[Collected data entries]
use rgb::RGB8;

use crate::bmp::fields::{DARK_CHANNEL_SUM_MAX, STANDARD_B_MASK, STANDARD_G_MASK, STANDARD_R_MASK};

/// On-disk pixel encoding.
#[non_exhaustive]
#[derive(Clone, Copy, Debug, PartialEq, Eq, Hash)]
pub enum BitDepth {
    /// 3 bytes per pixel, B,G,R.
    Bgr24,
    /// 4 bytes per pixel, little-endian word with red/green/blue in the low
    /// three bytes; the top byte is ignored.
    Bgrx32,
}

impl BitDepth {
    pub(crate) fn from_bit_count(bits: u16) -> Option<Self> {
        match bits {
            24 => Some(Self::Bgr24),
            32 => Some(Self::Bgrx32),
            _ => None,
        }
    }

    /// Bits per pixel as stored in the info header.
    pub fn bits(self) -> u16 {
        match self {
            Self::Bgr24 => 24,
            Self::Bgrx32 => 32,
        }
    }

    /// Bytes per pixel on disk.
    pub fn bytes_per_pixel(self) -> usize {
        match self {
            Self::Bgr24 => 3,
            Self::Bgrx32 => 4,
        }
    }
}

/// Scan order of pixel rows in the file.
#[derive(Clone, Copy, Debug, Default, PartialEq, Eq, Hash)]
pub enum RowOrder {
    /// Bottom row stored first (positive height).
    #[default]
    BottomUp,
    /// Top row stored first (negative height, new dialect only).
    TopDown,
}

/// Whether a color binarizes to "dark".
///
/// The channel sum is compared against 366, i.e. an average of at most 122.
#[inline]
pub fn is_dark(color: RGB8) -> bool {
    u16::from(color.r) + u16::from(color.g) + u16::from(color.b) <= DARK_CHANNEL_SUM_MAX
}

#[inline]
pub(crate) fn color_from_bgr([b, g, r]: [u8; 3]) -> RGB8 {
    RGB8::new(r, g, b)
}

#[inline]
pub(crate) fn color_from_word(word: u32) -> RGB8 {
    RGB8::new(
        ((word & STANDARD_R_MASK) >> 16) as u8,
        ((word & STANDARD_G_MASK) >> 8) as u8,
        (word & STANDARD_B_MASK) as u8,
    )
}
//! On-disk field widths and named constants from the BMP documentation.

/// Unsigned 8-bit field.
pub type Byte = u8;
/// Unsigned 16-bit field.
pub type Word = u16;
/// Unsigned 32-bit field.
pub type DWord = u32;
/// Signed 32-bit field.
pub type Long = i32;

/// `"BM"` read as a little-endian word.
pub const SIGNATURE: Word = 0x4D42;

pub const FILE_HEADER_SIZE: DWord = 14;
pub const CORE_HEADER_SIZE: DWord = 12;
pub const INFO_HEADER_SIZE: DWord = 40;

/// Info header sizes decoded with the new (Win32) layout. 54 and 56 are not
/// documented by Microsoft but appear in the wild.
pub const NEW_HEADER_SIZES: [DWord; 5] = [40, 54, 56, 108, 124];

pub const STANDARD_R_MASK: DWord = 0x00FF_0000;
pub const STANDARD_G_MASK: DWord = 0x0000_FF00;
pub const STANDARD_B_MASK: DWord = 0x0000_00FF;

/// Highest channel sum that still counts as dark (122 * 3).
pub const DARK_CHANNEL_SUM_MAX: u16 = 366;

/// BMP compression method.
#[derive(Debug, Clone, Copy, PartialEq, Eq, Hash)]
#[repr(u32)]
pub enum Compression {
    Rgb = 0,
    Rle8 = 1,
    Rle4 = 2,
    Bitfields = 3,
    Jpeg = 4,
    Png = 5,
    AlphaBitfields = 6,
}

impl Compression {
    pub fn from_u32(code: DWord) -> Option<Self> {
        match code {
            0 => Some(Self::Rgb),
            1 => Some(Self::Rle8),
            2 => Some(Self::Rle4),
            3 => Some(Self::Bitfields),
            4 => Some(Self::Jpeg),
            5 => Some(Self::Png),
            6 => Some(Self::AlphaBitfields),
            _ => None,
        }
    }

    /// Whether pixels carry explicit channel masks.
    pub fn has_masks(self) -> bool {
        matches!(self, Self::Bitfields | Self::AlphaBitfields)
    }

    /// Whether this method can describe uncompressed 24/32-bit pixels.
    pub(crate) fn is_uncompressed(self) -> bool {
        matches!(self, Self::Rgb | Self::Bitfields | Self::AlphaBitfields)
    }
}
--
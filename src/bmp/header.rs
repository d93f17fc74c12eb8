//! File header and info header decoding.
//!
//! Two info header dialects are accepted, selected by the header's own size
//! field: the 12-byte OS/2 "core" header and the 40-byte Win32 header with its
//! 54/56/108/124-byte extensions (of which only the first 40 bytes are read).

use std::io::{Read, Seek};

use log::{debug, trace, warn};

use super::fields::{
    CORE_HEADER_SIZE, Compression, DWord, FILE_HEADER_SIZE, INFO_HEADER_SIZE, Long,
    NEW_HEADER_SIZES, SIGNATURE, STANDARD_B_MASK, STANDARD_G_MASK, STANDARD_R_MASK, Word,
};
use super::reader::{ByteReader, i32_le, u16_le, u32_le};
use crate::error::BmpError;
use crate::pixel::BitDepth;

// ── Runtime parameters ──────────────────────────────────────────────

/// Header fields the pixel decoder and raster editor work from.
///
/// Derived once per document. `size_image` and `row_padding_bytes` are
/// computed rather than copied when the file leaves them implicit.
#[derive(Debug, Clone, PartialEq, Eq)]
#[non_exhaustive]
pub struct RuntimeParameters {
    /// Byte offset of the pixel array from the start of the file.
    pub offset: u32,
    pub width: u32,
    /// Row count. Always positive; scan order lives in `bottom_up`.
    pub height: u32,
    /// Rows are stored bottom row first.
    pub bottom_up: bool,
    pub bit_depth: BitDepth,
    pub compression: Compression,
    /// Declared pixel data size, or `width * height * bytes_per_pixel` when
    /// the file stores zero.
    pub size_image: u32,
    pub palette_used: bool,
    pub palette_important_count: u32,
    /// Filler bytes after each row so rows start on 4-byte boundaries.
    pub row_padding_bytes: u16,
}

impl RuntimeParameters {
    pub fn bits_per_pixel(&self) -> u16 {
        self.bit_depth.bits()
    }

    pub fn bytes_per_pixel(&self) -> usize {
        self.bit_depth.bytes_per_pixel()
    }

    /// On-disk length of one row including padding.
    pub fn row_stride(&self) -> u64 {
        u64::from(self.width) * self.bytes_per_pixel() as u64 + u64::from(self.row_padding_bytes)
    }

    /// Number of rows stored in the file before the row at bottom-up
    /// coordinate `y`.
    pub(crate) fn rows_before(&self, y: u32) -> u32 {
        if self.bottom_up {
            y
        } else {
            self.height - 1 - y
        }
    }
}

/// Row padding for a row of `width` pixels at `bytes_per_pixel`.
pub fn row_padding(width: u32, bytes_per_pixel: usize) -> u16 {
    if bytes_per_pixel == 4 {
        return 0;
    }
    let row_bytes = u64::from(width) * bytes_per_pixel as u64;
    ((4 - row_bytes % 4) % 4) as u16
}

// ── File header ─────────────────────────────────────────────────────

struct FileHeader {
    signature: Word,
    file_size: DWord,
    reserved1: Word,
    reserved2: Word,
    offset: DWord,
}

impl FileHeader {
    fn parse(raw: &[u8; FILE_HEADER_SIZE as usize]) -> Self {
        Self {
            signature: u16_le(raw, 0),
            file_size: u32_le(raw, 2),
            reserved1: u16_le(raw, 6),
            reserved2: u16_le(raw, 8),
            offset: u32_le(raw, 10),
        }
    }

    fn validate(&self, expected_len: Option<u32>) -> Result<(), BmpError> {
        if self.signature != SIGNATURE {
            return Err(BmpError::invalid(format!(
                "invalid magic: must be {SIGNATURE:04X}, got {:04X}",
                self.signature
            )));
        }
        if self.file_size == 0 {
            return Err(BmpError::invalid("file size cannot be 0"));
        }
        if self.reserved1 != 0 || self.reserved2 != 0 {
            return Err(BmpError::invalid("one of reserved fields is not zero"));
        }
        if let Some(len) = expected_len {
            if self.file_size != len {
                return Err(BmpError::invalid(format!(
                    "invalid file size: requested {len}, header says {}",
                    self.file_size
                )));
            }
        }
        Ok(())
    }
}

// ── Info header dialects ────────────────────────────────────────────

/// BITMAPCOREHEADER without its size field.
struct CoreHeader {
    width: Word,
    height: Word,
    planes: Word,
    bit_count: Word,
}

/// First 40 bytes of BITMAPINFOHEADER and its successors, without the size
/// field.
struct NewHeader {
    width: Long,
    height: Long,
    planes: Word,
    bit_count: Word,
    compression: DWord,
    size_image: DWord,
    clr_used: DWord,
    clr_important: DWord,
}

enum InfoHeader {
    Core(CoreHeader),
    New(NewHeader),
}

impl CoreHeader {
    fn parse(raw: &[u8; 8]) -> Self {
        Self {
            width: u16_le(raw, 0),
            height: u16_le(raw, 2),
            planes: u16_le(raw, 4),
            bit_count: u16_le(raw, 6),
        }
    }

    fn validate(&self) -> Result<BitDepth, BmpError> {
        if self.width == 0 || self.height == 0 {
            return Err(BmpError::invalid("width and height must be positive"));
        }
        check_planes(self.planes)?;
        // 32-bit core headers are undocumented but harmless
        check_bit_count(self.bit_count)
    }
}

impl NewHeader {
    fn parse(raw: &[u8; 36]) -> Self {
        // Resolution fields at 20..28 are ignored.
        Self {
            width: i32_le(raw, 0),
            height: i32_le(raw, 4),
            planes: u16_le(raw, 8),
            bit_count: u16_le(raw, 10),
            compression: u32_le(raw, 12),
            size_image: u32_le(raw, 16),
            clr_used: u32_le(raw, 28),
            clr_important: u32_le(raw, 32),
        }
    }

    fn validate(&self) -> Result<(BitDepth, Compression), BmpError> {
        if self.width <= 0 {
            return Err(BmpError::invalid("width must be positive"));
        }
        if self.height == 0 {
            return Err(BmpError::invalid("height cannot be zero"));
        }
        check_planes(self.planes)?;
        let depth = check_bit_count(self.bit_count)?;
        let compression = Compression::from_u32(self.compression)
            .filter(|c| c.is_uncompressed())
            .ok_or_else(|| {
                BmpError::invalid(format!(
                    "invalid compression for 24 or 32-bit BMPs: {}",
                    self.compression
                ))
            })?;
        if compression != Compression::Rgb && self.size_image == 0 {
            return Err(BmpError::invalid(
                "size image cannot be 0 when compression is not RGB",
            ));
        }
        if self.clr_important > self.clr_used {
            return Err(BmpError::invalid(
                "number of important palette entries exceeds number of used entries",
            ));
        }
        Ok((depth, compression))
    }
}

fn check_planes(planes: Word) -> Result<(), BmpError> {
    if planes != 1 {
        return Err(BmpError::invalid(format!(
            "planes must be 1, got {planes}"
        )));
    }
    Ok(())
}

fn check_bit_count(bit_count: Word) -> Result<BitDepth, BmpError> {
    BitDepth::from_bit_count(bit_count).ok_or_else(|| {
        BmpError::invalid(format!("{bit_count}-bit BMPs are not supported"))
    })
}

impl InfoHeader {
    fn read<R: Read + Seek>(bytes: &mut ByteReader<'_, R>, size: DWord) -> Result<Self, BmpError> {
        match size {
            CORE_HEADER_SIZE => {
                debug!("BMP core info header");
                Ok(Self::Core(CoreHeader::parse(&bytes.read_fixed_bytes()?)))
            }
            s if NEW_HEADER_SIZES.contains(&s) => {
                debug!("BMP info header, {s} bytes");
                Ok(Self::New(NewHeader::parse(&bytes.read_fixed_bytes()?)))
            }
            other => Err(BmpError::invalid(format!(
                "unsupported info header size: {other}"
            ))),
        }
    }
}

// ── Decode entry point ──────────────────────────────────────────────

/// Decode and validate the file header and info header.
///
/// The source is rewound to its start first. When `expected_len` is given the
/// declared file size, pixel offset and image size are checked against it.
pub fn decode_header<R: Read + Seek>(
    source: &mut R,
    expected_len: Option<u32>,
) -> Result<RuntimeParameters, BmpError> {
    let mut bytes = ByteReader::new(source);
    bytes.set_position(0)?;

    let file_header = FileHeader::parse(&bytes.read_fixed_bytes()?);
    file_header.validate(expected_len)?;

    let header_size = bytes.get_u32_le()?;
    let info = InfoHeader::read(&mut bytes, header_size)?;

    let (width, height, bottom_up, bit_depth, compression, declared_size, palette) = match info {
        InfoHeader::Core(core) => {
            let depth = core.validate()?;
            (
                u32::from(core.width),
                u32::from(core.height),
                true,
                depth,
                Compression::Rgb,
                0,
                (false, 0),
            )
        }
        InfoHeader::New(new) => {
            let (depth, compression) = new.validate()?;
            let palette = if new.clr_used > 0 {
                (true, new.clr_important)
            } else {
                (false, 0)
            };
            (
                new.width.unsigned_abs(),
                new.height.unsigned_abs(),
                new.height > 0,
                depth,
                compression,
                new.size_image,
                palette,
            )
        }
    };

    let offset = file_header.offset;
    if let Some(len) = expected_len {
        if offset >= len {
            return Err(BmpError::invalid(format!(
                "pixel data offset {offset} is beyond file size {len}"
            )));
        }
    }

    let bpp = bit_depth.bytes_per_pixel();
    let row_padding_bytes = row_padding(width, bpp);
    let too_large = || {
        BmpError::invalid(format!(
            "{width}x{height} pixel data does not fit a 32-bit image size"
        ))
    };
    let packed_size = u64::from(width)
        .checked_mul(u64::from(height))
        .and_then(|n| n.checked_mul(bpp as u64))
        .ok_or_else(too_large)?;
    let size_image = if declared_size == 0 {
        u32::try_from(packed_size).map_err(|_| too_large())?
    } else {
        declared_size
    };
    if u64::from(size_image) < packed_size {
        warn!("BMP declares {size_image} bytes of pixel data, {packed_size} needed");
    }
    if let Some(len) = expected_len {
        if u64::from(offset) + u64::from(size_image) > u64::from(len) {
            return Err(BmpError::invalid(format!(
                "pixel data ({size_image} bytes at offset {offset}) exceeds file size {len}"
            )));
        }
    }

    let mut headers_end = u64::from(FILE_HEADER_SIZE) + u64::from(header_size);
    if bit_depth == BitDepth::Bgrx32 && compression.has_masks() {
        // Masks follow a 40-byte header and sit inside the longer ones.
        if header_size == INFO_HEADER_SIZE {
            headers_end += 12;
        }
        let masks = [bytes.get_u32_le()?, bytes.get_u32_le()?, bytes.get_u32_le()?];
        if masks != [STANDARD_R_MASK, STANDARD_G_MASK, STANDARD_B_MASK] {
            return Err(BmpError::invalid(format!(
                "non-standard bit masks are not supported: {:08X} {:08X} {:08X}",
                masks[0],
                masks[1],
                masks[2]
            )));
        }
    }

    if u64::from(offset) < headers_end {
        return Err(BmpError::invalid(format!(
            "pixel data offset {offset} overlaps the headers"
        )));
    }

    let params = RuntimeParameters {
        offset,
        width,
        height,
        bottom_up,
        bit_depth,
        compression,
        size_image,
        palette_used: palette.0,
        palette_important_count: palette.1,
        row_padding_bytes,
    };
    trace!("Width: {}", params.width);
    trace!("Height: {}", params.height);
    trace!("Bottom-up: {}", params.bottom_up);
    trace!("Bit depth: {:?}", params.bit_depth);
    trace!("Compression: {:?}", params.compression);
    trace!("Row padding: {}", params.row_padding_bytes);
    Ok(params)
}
--
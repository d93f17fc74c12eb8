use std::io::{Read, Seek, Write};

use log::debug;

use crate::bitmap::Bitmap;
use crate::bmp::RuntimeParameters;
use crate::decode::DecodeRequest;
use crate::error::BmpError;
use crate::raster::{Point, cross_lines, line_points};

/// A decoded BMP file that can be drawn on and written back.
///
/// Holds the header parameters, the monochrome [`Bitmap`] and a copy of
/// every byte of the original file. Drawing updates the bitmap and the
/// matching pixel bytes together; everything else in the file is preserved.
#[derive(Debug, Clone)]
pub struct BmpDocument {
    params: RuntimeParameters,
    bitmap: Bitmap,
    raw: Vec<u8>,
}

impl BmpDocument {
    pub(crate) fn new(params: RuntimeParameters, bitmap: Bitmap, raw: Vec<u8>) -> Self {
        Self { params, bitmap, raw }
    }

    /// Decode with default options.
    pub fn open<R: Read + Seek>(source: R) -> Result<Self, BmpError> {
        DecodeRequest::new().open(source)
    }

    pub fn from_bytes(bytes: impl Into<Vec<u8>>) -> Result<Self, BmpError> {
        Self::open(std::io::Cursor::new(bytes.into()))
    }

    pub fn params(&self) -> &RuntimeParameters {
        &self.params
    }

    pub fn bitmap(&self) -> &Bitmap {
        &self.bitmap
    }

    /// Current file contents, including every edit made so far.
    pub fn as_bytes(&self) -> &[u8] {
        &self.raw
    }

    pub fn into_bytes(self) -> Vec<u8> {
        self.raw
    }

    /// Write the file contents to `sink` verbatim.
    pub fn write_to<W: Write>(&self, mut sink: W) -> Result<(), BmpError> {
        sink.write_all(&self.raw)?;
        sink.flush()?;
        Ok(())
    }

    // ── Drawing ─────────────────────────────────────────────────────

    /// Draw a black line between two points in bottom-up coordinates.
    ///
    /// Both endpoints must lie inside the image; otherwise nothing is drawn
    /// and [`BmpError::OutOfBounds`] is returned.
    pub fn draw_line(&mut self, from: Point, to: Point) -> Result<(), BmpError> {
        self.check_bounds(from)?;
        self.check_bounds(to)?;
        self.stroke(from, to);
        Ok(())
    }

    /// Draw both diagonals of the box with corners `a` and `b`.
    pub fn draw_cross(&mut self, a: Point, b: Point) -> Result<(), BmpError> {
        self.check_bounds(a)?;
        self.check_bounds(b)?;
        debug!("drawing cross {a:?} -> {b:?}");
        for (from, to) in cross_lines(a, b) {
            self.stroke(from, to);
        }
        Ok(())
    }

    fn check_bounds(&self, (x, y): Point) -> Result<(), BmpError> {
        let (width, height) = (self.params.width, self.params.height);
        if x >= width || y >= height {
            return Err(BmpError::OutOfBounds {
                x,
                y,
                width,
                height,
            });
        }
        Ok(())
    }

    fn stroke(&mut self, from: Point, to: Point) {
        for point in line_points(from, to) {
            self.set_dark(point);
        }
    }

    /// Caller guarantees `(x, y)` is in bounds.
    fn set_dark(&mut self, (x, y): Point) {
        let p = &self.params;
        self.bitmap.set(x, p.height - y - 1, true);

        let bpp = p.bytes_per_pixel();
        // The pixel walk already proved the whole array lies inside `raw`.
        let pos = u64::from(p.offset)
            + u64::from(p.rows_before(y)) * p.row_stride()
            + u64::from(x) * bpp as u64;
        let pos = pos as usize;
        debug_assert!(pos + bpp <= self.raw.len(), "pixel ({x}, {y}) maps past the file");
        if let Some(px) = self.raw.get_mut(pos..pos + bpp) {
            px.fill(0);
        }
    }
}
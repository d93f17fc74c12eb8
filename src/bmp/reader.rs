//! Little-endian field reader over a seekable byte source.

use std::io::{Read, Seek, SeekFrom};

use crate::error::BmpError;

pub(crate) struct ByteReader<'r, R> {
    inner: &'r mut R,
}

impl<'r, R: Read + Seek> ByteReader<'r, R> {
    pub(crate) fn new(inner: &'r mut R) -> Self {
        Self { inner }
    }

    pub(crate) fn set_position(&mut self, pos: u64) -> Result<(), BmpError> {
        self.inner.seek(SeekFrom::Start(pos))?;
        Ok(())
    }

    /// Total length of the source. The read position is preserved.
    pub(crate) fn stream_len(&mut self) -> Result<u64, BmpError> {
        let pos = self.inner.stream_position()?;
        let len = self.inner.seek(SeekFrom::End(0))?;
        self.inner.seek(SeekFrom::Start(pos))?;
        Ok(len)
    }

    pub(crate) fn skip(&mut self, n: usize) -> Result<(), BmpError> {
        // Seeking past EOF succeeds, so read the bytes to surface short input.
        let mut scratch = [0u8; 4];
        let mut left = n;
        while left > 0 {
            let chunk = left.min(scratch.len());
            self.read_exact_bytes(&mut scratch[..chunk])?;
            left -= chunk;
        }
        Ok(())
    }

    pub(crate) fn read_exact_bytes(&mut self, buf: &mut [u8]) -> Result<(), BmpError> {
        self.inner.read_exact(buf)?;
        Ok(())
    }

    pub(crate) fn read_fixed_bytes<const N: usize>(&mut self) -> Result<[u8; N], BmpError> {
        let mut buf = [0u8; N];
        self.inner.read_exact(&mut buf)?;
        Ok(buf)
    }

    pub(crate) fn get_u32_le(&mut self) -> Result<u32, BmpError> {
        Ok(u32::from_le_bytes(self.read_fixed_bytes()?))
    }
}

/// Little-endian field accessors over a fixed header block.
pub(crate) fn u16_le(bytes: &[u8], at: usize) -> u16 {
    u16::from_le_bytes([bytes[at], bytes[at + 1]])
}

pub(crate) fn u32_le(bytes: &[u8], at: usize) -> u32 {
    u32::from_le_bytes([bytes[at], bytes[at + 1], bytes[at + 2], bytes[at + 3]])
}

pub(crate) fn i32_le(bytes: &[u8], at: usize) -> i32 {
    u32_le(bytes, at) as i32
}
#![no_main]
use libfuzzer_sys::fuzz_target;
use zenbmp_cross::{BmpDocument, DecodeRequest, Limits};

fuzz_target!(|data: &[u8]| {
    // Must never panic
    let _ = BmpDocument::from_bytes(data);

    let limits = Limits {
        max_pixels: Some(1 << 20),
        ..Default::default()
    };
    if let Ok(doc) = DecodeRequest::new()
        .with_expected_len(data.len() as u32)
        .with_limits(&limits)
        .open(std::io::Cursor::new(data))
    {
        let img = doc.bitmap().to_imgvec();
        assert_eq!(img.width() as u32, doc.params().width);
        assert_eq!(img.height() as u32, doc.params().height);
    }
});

What to do: From the records above, copy each line that contains the word "SeekFrom".

Response below:
use std::io::{Read, Seek, SeekFrom};
        self.inner.seek(SeekFrom::Start(pos))?;
        let len = self.inner.seek(SeekFrom::End(0))?;
        self.inner.seek(SeekFrom::Start(pos))?;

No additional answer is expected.